It is important to keep your appointments for blood tests. Tell your healthcare provider right away if you have any symptoms of TLS during treatment with VENCLEXTA, including fever, chills, nausea, vomiting, confusion, shortness of breath, seizures, irregular heartbeat, dark or cloudy urine, unusual tiredness, or muscle or joint pain.

Drink plenty of water when taking VENCLEXTA to help reduce your risk of getting TLS.
Drink 6 to 8 glasses (about 56 ounces total) of water each day, starting 2 days before your first dose, on the day of your first dose of VENCLEXTA, and each time your dose is increased.

Your healthcare provider may delay, decrease your dose, or stop treatment with VENCLEXTA if you have side effects.

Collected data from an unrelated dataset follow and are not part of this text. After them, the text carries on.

//! Exclusion and filtering system
//!
//! Combines built-in exclusions, user glob patterns and the optional
//! `.syncignore` file of a tree root. Paths are always checked relative to the root.

mod ignore;
mod patterns;

pub use self::ignore::{IgnoreFileMatcher, IGNORE_FILE_NAME};
pub use self::patterns::PatternMatcher;

pub use crate::error::ExclusionError;

use std::path::Path;

/// Combined exclusion engine that applies all configured filters
pub struct ExclusionEngine {
	pattern_matcher: PatternMatcher,
	ignore_matcher: Option<IgnoreFileMatcher>,
}

impl ExclusionEngine {
	/// Create a new exclusion engine for the tree rooted at `base_path`
	pub fn new(
		patterns: &[String],
		base_path: &Path,
		respect_ignore_file: bool,
	) -> Result<Self, ExclusionError> {
		let pattern_matcher = PatternMatcher::new(patterns)?;
		let ignore_matcher =
			if respect_ignore_file { IgnoreFileMatcher::load(base_path)? } else { None };

		Ok(Self { pattern_matcher, ignore_matcher })
	}

	/// Check if a relative path should be excluded from sync
	pub fn should_exclude(&self, relative_path: &Path, is_dir: bool) -> bool {
		if self.pattern_matcher.is_excluded(relative_path) {
			return true;
		}

		if let Some(ref ignore_matcher) = self.ignore_matcher {
			if ignore_matcher.is_ignored(relative_path, is_dir) {
				return true;
			}
		}

		false
	}
}


// vim: ts=4
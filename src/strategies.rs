//! Consolidated strategy and mode enums
//!
//! Each enum includes a FromStr implementation for CLI and config parsing and a
//! Display implementation producing the canonical spelling.

use serde::{Deserialize, Serialize};
use std::str::FromStr;

// ============================================================================
// CONFLICT DECISION
// ============================================================================

/// How one conflicting path is settled
#[derive(Debug, Clone, Copy, PartialEq, Eq, Hash, Serialize, Deserialize)]
#[serde(rename_all = "kebab-case")]
pub enum ConflictDecision {
	/// Source version overwrites the target
	#[serde(alias = "source")]
	SourceWins,

	/// Target version overwrites the source
	#[serde(alias = "target")]
	TargetWins,

	/// Target version is renamed aside, source version copied in its place
	KeepBoth,

	/// Leave both sides untouched
	Skip,
}

impl FromStr for ConflictDecision {
	type Err = String;

	fn from_str(s: &str) -> Result<Self, Self::Err> {
		match s.trim().to_lowercase().as_str() {
			"s" | "source" | "source-wins" | "sourcewins" => Ok(Self::SourceWins),
			"t" | "target" | "target-wins" | "targetwins" => Ok(Self::TargetWins),
			"k" | "keep-both" | "keepboth" | "both" => Ok(Self::KeepBoth),
			"skip" => Ok(Self::Skip),
			_ => Err(format!(
				"Unknown conflict decision: {}. Valid options: source, target, keep-both, skip",
				s
			)),
		}
	}
}

impl std::fmt::Display for ConflictDecision {
	fn fmt(&self, f: &mut std::fmt::Formatter<'_>) -> std::fmt::Result {
		match self {
			Self::SourceWins => write!(f, "source-wins"),
			Self::TargetWins => write!(f, "target-wins"),
			Self::KeepBoth => write!(f, "keep-both"),
			Self::Skip => write!(f, "skip"),
		}
	}
}

impl ConflictDecision {
	/// Whether this decision changes any file
	pub fn settles_conflict(self) -> bool {
		!matches!(self, ConflictDecision::Skip)
	}
}

// ============================================================================
// LOG FORMAT
// ============================================================================

/// Format of diagnostic output on stderr
#[derive(Debug, Clone, Copy, PartialEq, Eq, Serialize, Deserialize, Default)]
#[serde(rename_all = "kebab-case")]
pub enum LogFormat {
	Json,
	#[default]
	Pretty,
	Compact,
}

impl FromStr for LogFormat {
	type Err = String;

	fn from_str(s: &str) -> Result<Self, Self::Err> {
		match s.to_lowercase().as_str() {
			"json" => Ok(Self::Json),
			"pretty" => Ok(Self::Pretty),
			"compact" => Ok(Self::Compact),
			_ => Err(format!("Unknown log format: {}. Valid options: json, pretty, compact", s)),
		}
	}
}

impl std::fmt::Display for LogFormat {
	fn fmt(&self, f: &mut std::fmt::Formatter<'_>) -> std::fmt::Result {
		match self {
			Self::Json => write!(f, "json"),
			Self::Pretty => write!(f, "pretty"),
			Self::Compact => write!(f, "compact"),
		}
	}
}


// vim: ts=4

Who should not take VENCLEXTA?
Certain medicines must not be taken when you first start taking VENCLEXTA and while your dose is being slowly increased because of the risk of increased tumor lysis syndrome (TLS).

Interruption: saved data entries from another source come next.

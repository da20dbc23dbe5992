//! Structured run log, written once as a single JSON document
//!
//! Entries are appended in the exact order actions are attempted. The
//! document is built when the run finishes and never mutated afterwards.

use chrono::{DateTime, SecondsFormat, Utc};
use serde::{Serialize, Serializer};
use std::fs;
use std::path::{Path, PathBuf};

use crate::error::LogWriteError;
use crate::logging::*;
use crate::plan::{Action, ActionKind};
use crate::strategies::ConflictDecision;

/// Result of attempting one action
#[derive(Debug, Clone, PartialEq, Eq)]
pub enum Outcome {
	Applied,
	Skipped { reason: String },
	Failed { reason: String },
}

impl Outcome {
	pub fn skipped(reason: impl Into<String>) -> Self {
		Outcome::Skipped { reason: reason.into() }
	}

	fn kind(&self) -> OutcomeKind {
		match self {
			Outcome::Applied => OutcomeKind::Applied,
			Outcome::Skipped { .. } => OutcomeKind::Skipped,
			Outcome::Failed { .. } => OutcomeKind::Failed,
		}
	}

	fn into_reason(self) -> Option<String> {
		match self {
			Outcome::Applied => None,
			Outcome::Skipped { reason } | Outcome::Failed { reason } => Some(reason),
		}
	}
}

/// Outcome label as it appears in the log
#[derive(Debug, Clone, Copy, PartialEq, Eq, Serialize)]
#[serde(rename_all = "snake_case")]
pub enum OutcomeKind {
	Applied,
	Skipped,
	Failed,
}

/// Overall result of a run
#[derive(Debug, Clone, Copy, PartialEq, Eq, Serialize)]
#[serde(rename_all = "snake_case")]
pub enum RunStatus {
	/// Every attempted action succeeded (or was skipped on purpose)
	Clean,

	/// The run finished but at least one action failed
	CompletedWithFailures,

	/// Cancelled before every action was attempted
	Aborted,
}

impl RunStatus {
	pub fn from_run(aborted: bool, failed: usize) -> Self {
		if aborted {
			RunStatus::Aborted
		} else if failed > 0 {
			RunStatus::CompletedWithFailures
		} else {
			RunStatus::Clean
		}
	}

	/// Process exit code for this status
	pub fn exit_code(self) -> u8 {
		match self {
			RunStatus::Clean => 0,
			RunStatus::CompletedWithFailures => 1,
			RunStatus::Aborted => 2,
		}
	}
}

/// One attempted action
#[derive(Debug, Clone, Serialize)]
pub struct SyncLogEntry {
	#[serde(serialize_with = "rfc3339")]
	pub time: DateTime<Utc>,
	pub action: ActionKind,
	pub path: String,
	pub outcome: OutcomeKind,
	#[serde(skip_serializing_if = "Option::is_none")]
	pub reason: Option<String>,
	#[serde(skip_serializing_if = "Option::is_none")]
	pub resolution: Option<ConflictDecision>,
	#[serde(skip_serializing_if = "Option::is_none")]
	pub renamed_to: Option<String>,
}

/// Counts per action kind
#[derive(Debug, Clone, Copy, Default, PartialEq, Eq, Serialize)]
pub struct LogSummary {
	pub copied_to_target: usize,
	pub copied_to_source: usize,
	pub updated_target: usize,
	pub updated_source: usize,
	pub conflicts_resolved: usize,
	pub skipped: usize,
	pub failed: usize,
}

impl LogSummary {
	/// Files written on either side
	pub fn applied(&self) -> usize {
		self.copied_to_target + self.copied_to_source + self.updated_target + self.updated_source
	}

	fn count(&mut self, kind: ActionKind, resolution: Option<ConflictDecision>, outcome: OutcomeKind) {
		match outcome {
			OutcomeKind::Skipped => self.skipped += 1,
			OutcomeKind::Failed => self.failed += 1,
			OutcomeKind::Applied => {
				match kind {
					ActionKind::CopyToTarget => self.copied_to_target += 1,
					ActionKind::CopyToSource => self.copied_to_source += 1,
					ActionKind::UpdateTarget => self.updated_target += 1,
					ActionKind::UpdateSource => self.updated_source += 1,
					ActionKind::NoAction | ActionKind::Conflict | ActionKind::KeepBothResolved => {}
				}
				if resolution.is_some_and(|r| r.settles_conflict()) {
					self.conflicts_resolved += 1;
				}
			}
		}
	}
}

/// The persisted run log
#[derive(Debug, Clone, Serialize)]
pub struct SyncLogDocument {
	pub source_root: String,
	pub target_root: String,
	#[serde(serialize_with = "rfc3339")]
	pub started_at: DateTime<Utc>,
	#[serde(serialize_with = "rfc3339")]
	pub finished_at: DateTime<Utc>,
	pub status: RunStatus,
	pub summary: LogSummary,
	pub entries: Vec<SyncLogEntry>,
}

impl SyncLogDocument {
	pub fn to_json(&self) -> Result<String, LogWriteError> {
		Ok(serde_json::to_string_pretty(self)?)
	}

	/// Write the document to `path`, creating missing parent directories
	pub fn write_to(&self, path: &Path) -> Result<(), LogWriteError> {
		let json = self.to_json()?;
		let write_err = |source| LogWriteError::Write { path: path.to_path_buf(), source };
		if let Some(parent) = path.parent().filter(|p| !p.as_os_str().is_empty()) {
			fs::create_dir_all(parent).map_err(write_err)?;
		}
		fs::write(path, json).map_err(write_err)?;
		info!("Sync log written to {}", path.display());
		Ok(())
	}
}

/// Accumulates entries while the executor runs
#[derive(Debug)]
pub struct SyncLogger {
	source_root: PathBuf,
	target_root: PathBuf,
	started_at: DateTime<Utc>,
	entries: Vec<SyncLogEntry>,
	summary: LogSummary,
}

impl SyncLogger {
	pub fn new(source_root: &Path, target_root: &Path, started_at: DateTime<Utc>) -> Self {
		SyncLogger {
			source_root: source_root.to_path_buf(),
			target_root: target_root.to_path_buf(),
			started_at,
			entries: Vec::new(),
			summary: LogSummary::default(),
		}
	}

	/// Append the entry for one attempted action
	pub fn record(&mut self, action: &Action, outcome: Outcome) {
		let kind = action.kind();
		let resolution = action.resolution();
		let outcome_kind = outcome.kind();
		self.summary.count(kind, resolution, outcome_kind);

		let renamed_to = match action {
			Action::KeepBothResolved { renamed_to, .. } => Some(renamed_to.clone()),
			_ => None,
		};

		self.entries.push(SyncLogEntry {
			time: Utc::now(),
			action: kind,
			path: action.path().to_string(),
			outcome: outcome_kind,
			reason: outcome.into_reason(),
			resolution,
			renamed_to,
		});
	}

	pub fn entries(&self) -> &[SyncLogEntry] {
		&self.entries
	}

	pub fn summary(&self) -> &LogSummary {
		&self.summary
	}

	pub fn started_at(&self) -> DateTime<Utc> {
		self.started_at
	}

	/// Close the log; no entry can be added afterwards
	pub fn finish(self, status: RunStatus) -> SyncLogDocument {
		SyncLogDocument {
			source_root: self.source_root.display().to_string(),
			target_root: self.target_root.display().to_string(),
			started_at: self.started_at,
			finished_at: Utc::now(),
			status,
			summary: self.summary,
			entries: self.entries,
		}
	}
}

/// File name prefix of default run logs
pub const LOG_FILE_PREFIX: &str = "sync_log_";

/// `sync_log_<YYYYMMDD_HHMMSS>.json` inside `dir`
pub fn default_log_path(dir: &Path, started_at: &DateTime<Utc>) -> PathBuf {
	dir.join(format!("{}{}.json", LOG_FILE_PREFIX, started_at.format("%Y%m%d_%H%M%S")))
}

fn rfc3339<S: Serializer>(time: &DateTime<Utc>, serializer: S) -> Result<S::Ok, S::Error> {
	serializer.serialize_str(&time.to_rfc3339_opts(SecondsFormat::Millis, true))
}


// vim: ts=4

Tell your healthcare provider about all the medicines you take, including prescription and over-the-counter medicines, vitamins, and herbal supplements. VENCLEXTA and other medicines may affect each other, causing serious side effects.
Do not start new medicines during treatment with VENCLEXTA without first talking with your healthcare provider.
Before taking VENCLEXTA, tell your healthcare provider about all of your medical conditions, including if you:

have kidney problems.
have problems with your body salts or electrolytes, such as potassium, phosphorus, or calcium.
have a history of high uric acid levels in your blood or gout.
are scheduled to receive a vaccine. You should not receive a "live vaccine" before, during, or after treatment with VENCLEXTA, until your healthcare provider tells you it is okay. If you are not sure about the type of immunization or vaccine, ask your healthcare provider. These vaccines may not be safe or may not work as well during treatment with VENCLEXTA.
are pregnant or plan to become pregnant. VENCLEXTA may harm your unborn baby. If you are able to become pregnant, your healthcare provider should do a pregnancy test before you start treatment with VENCLEXTA, and you should use effective birth control during treatment and for 30 days after the last dose of VENCLEXTA. If you become pregnant or think you are pregnant, tell your healthcare provider right away.
are breastfeeding or plan to breastfeed. It is not known if VENCLEXTA passes into your breast milk. Do not breastfeed during treatment with VENCLEXTA.
What should I avoid while taking VENCLEXTA?
You should not drink grapefruit juice, eat grapefruit, Seville oranges (often used in marmalades), or starfruit while you are taking VENCLEXTA. These products may increase the amount of VENCLEXTA in your blood.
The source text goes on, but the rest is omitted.